Todd’s adorable little crush on Lydia helps Jesse live a little bit longer (for now), since Todd tells Uncle Jack not to kill him so that they can use him to cook more meth for Lydia. The way Jesse Plemons deftly moves from cute, lovestruck guy to murderous villain is remarkable.
The vacuum cleaner guy takes Walt to a remote cabin in New Hampshire. The tree-lined, snow-covered setting is such a stark contrast to the oranges and yellows of Albuquerque. The vacuum cleaner guy tells Walt: “If you leave this place, you WILL get caught.” Walt puts on his Heisenberg hat, goes to the end of his property and considers walking out, but reconsiders. “Tomorrow,” Walt says. “Tomorrow.”
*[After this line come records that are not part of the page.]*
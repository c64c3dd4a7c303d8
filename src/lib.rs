// Copyright 2026, Jeroen van Erp <jeroen@geeko.me>
// SPDX-License-Identifier: Apache-2.0
pub mod config;
pub mod constants;
pub mod controlplane;
pub mod error;
pub mod reconcilers;
pub mod transport;
pub mod types;

#[cfg(test)]
pub mod test_utils;
// Copyright 2026, Jeroen van Erp <jeroen@geeko.me>
// SPDX-License-Identifier: Apache-2.0

//! Capability the reconciler needs from the control plane, plus an HTTP implementation.

pub mod http;
pub mod model;

use crate::error::ControlPlaneError;
use async_trait::async_trait;
use model::{DescribeNamespaceResponse, RegisterNamespaceRequest, UpdateNamespaceRequest};

pub use self::http::HttpControlPlaneClient;

/// Namespace operations exposed by the control plane. There is no delete.
#[async_trait]
pub trait NamespaceControlPlaneClient: Send + Sync {
    /// Register a new namespace. Fails with [`ControlPlaneError::AlreadyExists`] if the name is taken.
    async fn register(&self, request: RegisterNamespaceRequest) -> Result<(), ControlPlaneError>;

    /// Fetch the authoritative record. Fails with [`ControlPlaneError::NotFound`] if absent.
    async fn describe(&self, name: &str) -> Result<DescribeNamespaceResponse, ControlPlaneError>;

    async fn update(&self, request: UpdateNamespaceRequest) -> Result<(), ControlPlaneError>;
}
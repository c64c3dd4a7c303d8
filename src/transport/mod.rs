// Copyright 2026, Jeroen van Erp <jeroen@geeko.me>
// SPDX-License-Identifier: Apache-2.0

//! Transport configuration for the control plane connection: optional TLS with
//! custom trust roots, client certificates and server name override.

pub mod fetch;
pub mod tls;

pub use fetch::{DefaultFetcher, DocumentFetcher};
pub use tls::{build_tls_settings, ClientIdentity, TlsSettings, TransportOptions};
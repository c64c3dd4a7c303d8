// Copyright 2026, Jeroen van Erp <jeroen@geeko.me>
// SPDX-License-Identifier: Apache-2.0
use crate::constants::{api, env as vars, DEFAULT_ADDRESS};
use crate::transport::TransportOptions;
use anyhow::{Context, Result};
use std::env;
use std::path::PathBuf;
use std::time::Duration;

/// Process configuration loaded from environment variables
#[derive(Debug, Clone)]
pub struct Config {
    /// Host and port of the control plane frontend
    pub address: String,
    pub tls_ca_path: Option<String>,
    pub tls_cert_path: Option<String>,
    pub tls_key_path: Option<String>,
    pub tls_server_name: Option<String>,
    pub tls_disable_host_verification: bool,
    pub request_timeout: Duration,
    /// YAML manifest listing the namespaces to reconcile
    pub namespaces_file: PathBuf,
}

impl Config {
    /// Load configuration from environment variables
    pub fn from_env() -> Result<Self> {
        Self::from_lookup(|key| env::var(key).ok())
    }

    /// Load configuration through `lookup`, which maps a variable name to its value
    pub fn from_lookup(lookup: impl Fn(&str) -> Option<String>) -> Result<Self> {
        let get = |key: &str| lookup(key).filter(|v| !v.trim().is_empty());

        let namespaces_file = get(vars::NAMESPACES_FILE)
            .map(PathBuf::from)
            .context("NAMESPACES_FILE environment variable not set")?;

        let tls_disable_host_verification = get(vars::TLS_DISABLE_HOST_VERIFICATION)
            .map(|v| v.trim().parse::<bool>())
            .transpose()
            .with_context(|| format!("{} must be true or false", vars::TLS_DISABLE_HOST_VERIFICATION))?
            .unwrap_or(false);

        let request_timeout_secs = get(vars::REQUEST_TIMEOUT_SECS)
            .map(|v| v.trim().parse::<u64>())
            .transpose()
            .with_context(|| format!("{} must be a number of seconds", vars::REQUEST_TIMEOUT_SECS))?
            .unwrap_or(api::REQUEST_TIMEOUT_SECS);

        Ok(Config {
            address: get(vars::ADDRESS).unwrap_or_else(|| DEFAULT_ADDRESS.to_string()),
            tls_ca_path: get(vars::TLS_CA_PATH),
            tls_cert_path: get(vars::TLS_CERT_PATH),
            tls_key_path: get(vars::TLS_KEY_PATH),
            tls_server_name: get(vars::TLS_SERVER_NAME),
            tls_disable_host_verification,
            request_timeout: Duration::from_secs(request_timeout_secs),
            namespaces_file,
        })
    }

    pub fn transport_options(&self) -> TransportOptions {
        TransportOptions {
            ca_path_or_url: self.tls_ca_path.clone(),
            cert_path: self.tls_cert_path.clone(),
            key_path: self.tls_key_path.clone(),
            disable_host_verification: self.tls_disable_host_verification,
            server_name: self.tls_server_name.clone(),
            target_host_port: self.address.clone(),
        }
    }
}

#[cfg(test)]
mod tests {
    use super::*;
    use std::collections::HashMap;

    fn load(vars: &[(&str, &str)]) -> Result<Config> {
        let vars: HashMap<String, String> = vars
            .iter()
            .map(|(k, v)| (k.to_string(), v.to_string()))
            .collect();
        Config::from_lookup(|key| vars.get(key).cloned())
    }

    #[test]
    fn test_defaults() {
        let config = load(&[("NAMESPACES_FILE", "namespaces.yaml")]).unwrap();

        assert_eq!(config.address, "127.0.0.1:7233");
        assert_eq!(config.namespaces_file, PathBuf::from("namespaces.yaml"));
        assert!(!config.tls_disable_host_verification);
        assert_eq!(config.request_timeout, Duration::from_secs(30));
        assert!(config.tls_ca_path.is_none());
    }

    #[test]
    fn test_namespaces_file_is_required() {
        let err = load(&[]).unwrap_err();
        assert!(err.to_string().contains("NAMESPACES_FILE"));
    }

    #[test]
    fn test_tls_options_flow_into_transport_options() {
        let config = load(&[
            ("NAMESPACES_FILE", "namespaces.yaml"),
            ("TEMPORAL_ADDRESS", "temporal.internal:7233"),
            ("TEMPORAL_TLS_CA_PATH", "https://certs.example.com/ca.pem"),
            ("TEMPORAL_TLS_CERT_PATH", "/certs/client.pem"),
            ("TEMPORAL_TLS_KEY_PATH", "/certs/client-key.pem"),
            ("TEMPORAL_TLS_SERVER_NAME", "temporal.example.com"),
            ("TEMPORAL_TLS_DISABLE_HOST_VERIFICATION", "true"),
        ])
        .unwrap();

        let options = config.transport_options();
        assert_eq!(options.target_host_port, "temporal.internal:7233");
        assert_eq!(options.ca_path_or_url.as_deref(), Some("https://certs.example.com/ca.pem"));
        assert_eq!(options.cert_path.as_deref(), Some("/certs/client.pem"));
        assert_eq!(options.key_path.as_deref(), Some("/certs/client-key.pem"));
        assert_eq!(options.server_name.as_deref(), Some("temporal.example.com"));
        assert!(options.disable_host_verification);
    }

    #[test]
    fn test_empty_values_count_as_unset() {
        let config = load(&[
            ("NAMESPACES_FILE", "namespaces.yaml"),
            ("TEMPORAL_ADDRESS", ""),
            ("TEMPORAL_TLS_SERVER_NAME", " "),
        ])
        .unwrap();

        assert_eq!(config.address, "127.0.0.1:7233");
        assert!(config.tls_server_name.is_none());
    }

    #[test]
    fn test_invalid_host_verification_flag() {
        let err = load(&[
            ("NAMESPACES_FILE", "namespaces.yaml"),
            ("TEMPORAL_TLS_DISABLE_HOST_VERIFICATION", "maybe"),
        ])
        .unwrap_err();
        assert!(err.to_string().contains("TEMPORAL_TLS_DISABLE_HOST_VERIFICATION"));
    }

    #[test]
    fn test_invalid_timeout() {
        let err = load(&[
            ("NAMESPACES_FILE", "namespaces.yaml"),
            ("TEMPORAL_REQUEST_TIMEOUT_SECS", "soon"),
        ])
        .unwrap_err();
        assert!(err.to_string().contains("TEMPORAL_REQUEST_TIMEOUT_SECS"));
    }
}
// Copyright 2026, Jeroen van Erp <jeroen@geeko.me>
// SPDX-License-Identifier: Apache-2.0

//! Retention period parsing. A bare number is a count of days, anything else is a
//! Go-style duration (`72h`, `1h30m`, `2.5d`).

use crate::error::{ReconcilerError, Result};
use regex::Regex;
use std::sync::LazyLock;
use std::time::Duration;

static BARE_NUMBER: LazyLock<Regex> = LazyLock::new(|| {
    Regex::new(r"^(?:\d+(?:\.\d*)?|\.\d+)$").expect("Failed to compile bare number regex")
});

static WHOLE_DURATION: LazyLock<Regex> = LazyLock::new(|| {
    Regex::new(r"^(?:(?:\d+(?:\.\d*)?|\.\d+)(?:ns|us|µs|ms|s|m|h|d))+$")
        .expect("Failed to compile duration regex")
});

static DURATION_COMPONENT: LazyLock<Regex> = LazyLock::new(|| {
    Regex::new(r"(?P<number>\d+(?:\.\d*)?|\.\d+)(?P<unit>ns|us|µs|ms|s|m|h|d)")
        .expect("Failed to compile duration component regex")
});

/// Parse a retention value, treating a value without a unit suffix as days
pub fn parse_retention(value: &str) -> Result<Duration> {
    let trimmed = value.trim();
    if trimmed.is_empty() {
        return Err(invalid(value, "value is empty"));
    }

    if BARE_NUMBER.is_match(trimmed) {
        parse_duration(&format!("{trimmed}d")).map_err(|reason| invalid(value, &reason))
    } else {
        parse_duration(trimmed).map_err(|reason| invalid(value, &reason))
    }
}

/// Whole and fractional days in `ttl`, derived as hours / 24
pub fn retention_days(ttl: Duration) -> f64 {
    ttl.as_secs_f64() / 3600.0 / 24.0
}

/// Render a day count the way it is written in a manifest (`17`, `1.5`)
pub fn format_days(days: f64) -> String {
    format!("{}", days)
}

fn parse_duration(value: &str) -> std::result::Result<Duration, String> {
    if !WHOLE_DURATION.is_match(value) {
        return Err("expected a number of days or <number><unit> with unit one of ns, us, ms, s, m, h, d".to_string());
    }

    let mut seconds = 0f64;
    for captures in DURATION_COMPONENT.captures_iter(value) {
        let number: f64 = captures["number"]
            .parse()
            .map_err(|e| format!("invalid number '{}': {}", &captures["number"], e))?;
        seconds += number * unit_seconds(&captures["unit"])?;
    }

    Duration::try_from_secs_f64(seconds).map_err(|e| format!("duration out of range: {}", e))
}

fn unit_seconds(unit: &str) -> std::result::Result<f64, String> {
    match unit {
        "ns" => Ok(1e-9),
        "us" | "µs" => Ok(1e-6),
        "ms" => Ok(1e-3),
        "s" => Ok(1.0),
        "m" => Ok(60.0),
        "h" => Ok(3600.0),
        "d" => Ok(86400.0),
        other => Err(format!("unknown unit '{}'", other)),
    }
}

fn invalid(value: &str, reason: &str) -> ReconcilerError {
    ReconcilerError::Configuration(format!(
        "invalid retention format for field 'retention' ('{}'): {}",
        value, reason
    ))
}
Todd — in his weird, “Silence of the Lambs” sort of way — drops down some ice cream for Jesse in a bucket and leaves the tarp off of his cell so that Jesse can see the stars. Jesse uses this opportunity t0 get thisclose to escaping the Nazi compound, but they catch him in about 90 seconds. Jesse begs them to kill him, but what they do is far, far worse. Instead, they take him to Andrea’s house.
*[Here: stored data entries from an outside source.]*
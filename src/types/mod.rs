// Copyright 2026, Jeroen van Erp <jeroen@geeko.me>
// SPDX-License-Identifier: Apache-2.0

//! Declarative namespace records and their helpers.

pub mod manifest;
pub mod namespace;
pub mod retention;

pub use manifest::NamespaceManifest;
pub use namespace::{NamespaceRemoteState, NamespaceSpec, ReconciliationResult};
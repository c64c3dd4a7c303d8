// Copyright 2026, Jeroen van Erp <jeroen@geeko.me>
// SPDX-License-Identifier: Apache-2.0

//! Reconcilers that turn declared namespaces into control plane calls.

pub mod mapping;
pub mod namespace;

pub use namespace::NamespaceReconciler;
// Copyright 2026, Jeroen van Erp <jeroen@geeko.me>
// SPDX-License-Identifier: Apache-2.0
use anyhow::{bail, Context, Result};
use futures::future::join_all;
use tracing::{error, info};

use namespace_reconciler::config::Config;
use namespace_reconciler::controlplane::HttpControlPlaneClient;
use namespace_reconciler::reconcilers::NamespaceReconciler;
use namespace_reconciler::transport::{build_tls_settings, DefaultFetcher};
use namespace_reconciler::types::NamespaceManifest;

#[tokio::main]
async fn main() -> Result<()> {
    // Initialize tracing
    tracing_subscriber::fmt::init();

    info!("Starting namespace reconciler");

    // Load configuration
    let config = Config::from_env()?;
    info!(
        "Configuration loaded: address={}, namespaces_file={}",
        config.address,
        config.namespaces_file.display()
    );

    let manifest = NamespaceManifest::from_path(&config.namespaces_file)
        .context("Failed to load namespace manifest")?;
    info!("Found {} declared namespaces", manifest.namespaces.len());

    // Derive the transport once for the whole run
    let fetcher = DefaultFetcher::new()?;
    let tls = build_tls_settings(&config.transport_options(), &fetcher)
        .await
        .context("Failed to build TLS configuration")?;

    let client = HttpControlPlaneClient::connect(&config.address, tls.as_ref(), config.request_timeout)
        .await
        .context("Failed to create control plane client")?;
    let reconciler = NamespaceReconciler::new(client);

    // Namespaces are independent, so they are reconciled concurrently
    let results = join_all(manifest.namespaces.iter().map(|ns| reconciler.reconcile(ns))).await;

    let mut failures = 0;
    for (ns, result) in manifest.namespaces.iter().zip(results) {
        match result {
            Ok(outcome) => info!(
                "Namespace {} reconciled (retention {} days, state {})",
                outcome.identity,
                outcome.state.retention(),
                outcome.state.state
            ),
            Err(e) => {
                failures += 1;
                error!("Failed to reconcile namespace {}: {}", ns.name, e);
            }
        }
    }

    if failures > 0 {
        bail!("{} of {} namespaces failed to reconcile", failures, manifest.namespaces.len());
    }

    info!("All namespaces reconciled");
    Ok(())
}
// Copyright 2026, Jeroen van Erp <jeroen@geeko.me>
// SPDX-License-Identifier: Apache-2.0

//! Request and response shapes of the namespace API, in the JSON form the HTTP
//! gateway uses (camelCase names, `ARCHIVAL_STATE_*` enums, `"<seconds>s"` durations).

use serde::{Deserialize, Serialize};
use std::collections::BTreeMap;
use std::time::Duration;

#[derive(Serialize, Deserialize, Clone, Copy, Debug, Default, PartialEq, Eq)]
pub enum ArchivalState {
    #[default]
    #[serde(rename = "ARCHIVAL_STATE_UNSPECIFIED")]
    Unspecified,
    #[serde(rename = "ARCHIVAL_STATE_DISABLED")]
    Disabled,
    #[serde(rename = "ARCHIVAL_STATE_ENABLED")]
    Enabled,
}

#[derive(Serialize, Deserialize, Clone, Debug, Default, PartialEq, Eq)]
#[serde(rename_all = "camelCase")]
pub struct ClusterReplicationConfig {
    pub cluster_name: String,
}

#[derive(Serialize, Deserialize, Clone, Debug, Default, PartialEq)]
#[serde(rename_all = "camelCase")]
pub struct RegisterNamespaceRequest {
    pub namespace: String,
    #[serde(default, skip_serializing_if = "String::is_empty")]
    pub description: String,
    #[serde(default, skip_serializing_if = "String::is_empty")]
    pub owner_email: String,
    #[serde(default, with = "proto_duration", skip_serializing_if = "Option::is_none")]
    pub workflow_execution_retention_period: Option<Duration>,
    #[serde(default, skip_serializing_if = "Vec::is_empty")]
    pub clusters: Vec<ClusterReplicationConfig>,
    #[serde(default, skip_serializing_if = "String::is_empty")]
    pub active_cluster_name: String,
    #[serde(default, skip_serializing_if = "BTreeMap::is_empty")]
    pub data: BTreeMap<String, String>,
    #[serde(default)]
    pub is_global_namespace: bool,
    #[serde(default)]
    pub history_archival_state: ArchivalState,
    #[serde(default, skip_serializing_if = "String::is_empty")]
    pub history_archival_uri: String,
    #[serde(default)]
    pub visibility_archival_state: ArchivalState,
    #[serde(default, skip_serializing_if = "String::is_empty")]
    pub visibility_archival_uri: String,
}

#[derive(Serialize, Deserialize, Clone, Debug, Default, PartialEq)]
#[serde(rename_all = "camelCase")]
pub struct UpdateNamespaceInfo {
    #[serde(default)]
    pub description: String,
    #[serde(default)]
    pub owner_email: String,
    #[serde(default, skip_serializing_if = "BTreeMap::is_empty")]
    pub data: BTreeMap<String, String>,
}

#[derive(Serialize, Deserialize, Clone, Debug, Default, PartialEq)]
#[serde(rename_all = "camelCase")]
pub struct NamespaceConfig {
    #[serde(default, with = "proto_duration", skip_serializing_if = "Option::is_none")]
    pub workflow_execution_retention_ttl: Option<Duration>,
    #[serde(default)]
    pub history_archival_state: ArchivalState,
    #[serde(default)]
    pub history_archival_uri: String,
    #[serde(default)]
    pub visibility_archival_state: ArchivalState,
    #[serde(default)]
    pub visibility_archival_uri: String,
}

#[derive(Serialize, Deserialize, Clone, Debug, Default, PartialEq)]
#[serde(rename_all = "camelCase")]
pub struct NamespaceReplicationConfig {
    #[serde(default, skip_serializing_if = "String::is_empty")]
    pub active_cluster_name: String,
    #[serde(default, skip_serializing_if = "Vec::is_empty")]
    pub clusters: Vec<ClusterReplicationConfig>,
    #[serde(default, skip_serializing_if = "String::is_empty")]
    pub state: String,
}

#[derive(Serialize, Deserialize, Clone, Debug, Default, PartialEq)]
#[serde(rename_all = "camelCase")]
pub struct UpdateNamespaceRequest {
    pub namespace: String,
    pub update_info: UpdateNamespaceInfo,
    pub config: NamespaceConfig,
    pub replication_config: NamespaceReplicationConfig,
}

#[derive(Serialize, Deserialize, Clone, Debug, Default, PartialEq)]
#[serde(rename_all = "camelCase")]
pub struct NamespaceInfo {
    #[serde(default)]
    pub name: String,
    #[serde(default)]
    pub state: String,
    #[serde(default)]
    pub description: String,
    #[serde(default)]
    pub owner_email: String,
    #[serde(default)]
    pub data: BTreeMap<String, String>,
    #[serde(default)]
    pub id: String,
}

/// Authoritative record returned by a describe call
#[derive(Serialize, Deserialize, Clone, Debug, Default, PartialEq)]
#[serde(rename_all = "camelCase")]
pub struct DescribeNamespaceResponse {
    #[serde(default)]
    pub namespace_info: NamespaceInfo,
    #[serde(default)]
    pub config: NamespaceConfig,
    #[serde(default)]
    pub replication_config: NamespaceReplicationConfig,
    #[serde(default)]
    pub is_global_namespace: bool,
}

/// `google.protobuf.Duration` in its JSON form, e.g. `"1468800s"` or `"1.5s"`
pub(crate) mod proto_duration {
    use serde::{de::Error, Deserialize, Deserializer, Serializer};
    use std::time::Duration;

    pub fn serialize<S: Serializer>(value: &Option<Duration>, serializer: S) -> Result<S::Ok, S::Error> {
        match value {
            Some(d) if d.subsec_nanos() == 0 => serializer.serialize_str(&format!("{}s", d.as_secs())),
            Some(d) => serializer.serialize_str(&format!("{}.{:09}s", d.as_secs(), d.subsec_nanos())),
            None => serializer.serialize_none(),
        }
    }

    pub fn deserialize<'de, D: Deserializer<'de>>(deserializer: D) -> Result<Option<Duration>, D::Error> {
        let Some(raw) = Option::<String>::deserialize(deserializer)? else {
            return Ok(None);
        };
        let seconds = raw
            .strip_suffix('s')
            .ok_or_else(|| D::Error::custom(format!("duration '{}' has no 's' suffix", raw)))?;
        let seconds: f64 = seconds
            .parse()
            .map_err(|e| D::Error::custom(format!("invalid duration '{}': {}", raw, e)))?;
        Duration::try_from_secs_f64(seconds)
            .map(Some)
            .map_err(|e| D::Error::custom(format!("invalid duration '{}': {}", raw, e)))
    }
}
I screamed out loud when Todd shot Andrea in the back of the head. Not as a loud as Jesse did in the back of the black SUV, mind you, but loud enough that one of my roommates who inexplicably does not watch “Breaking Bad” popped her head downstairs and ask if everything was okay. (To answer her question, no, everything was certainly NOT okay.)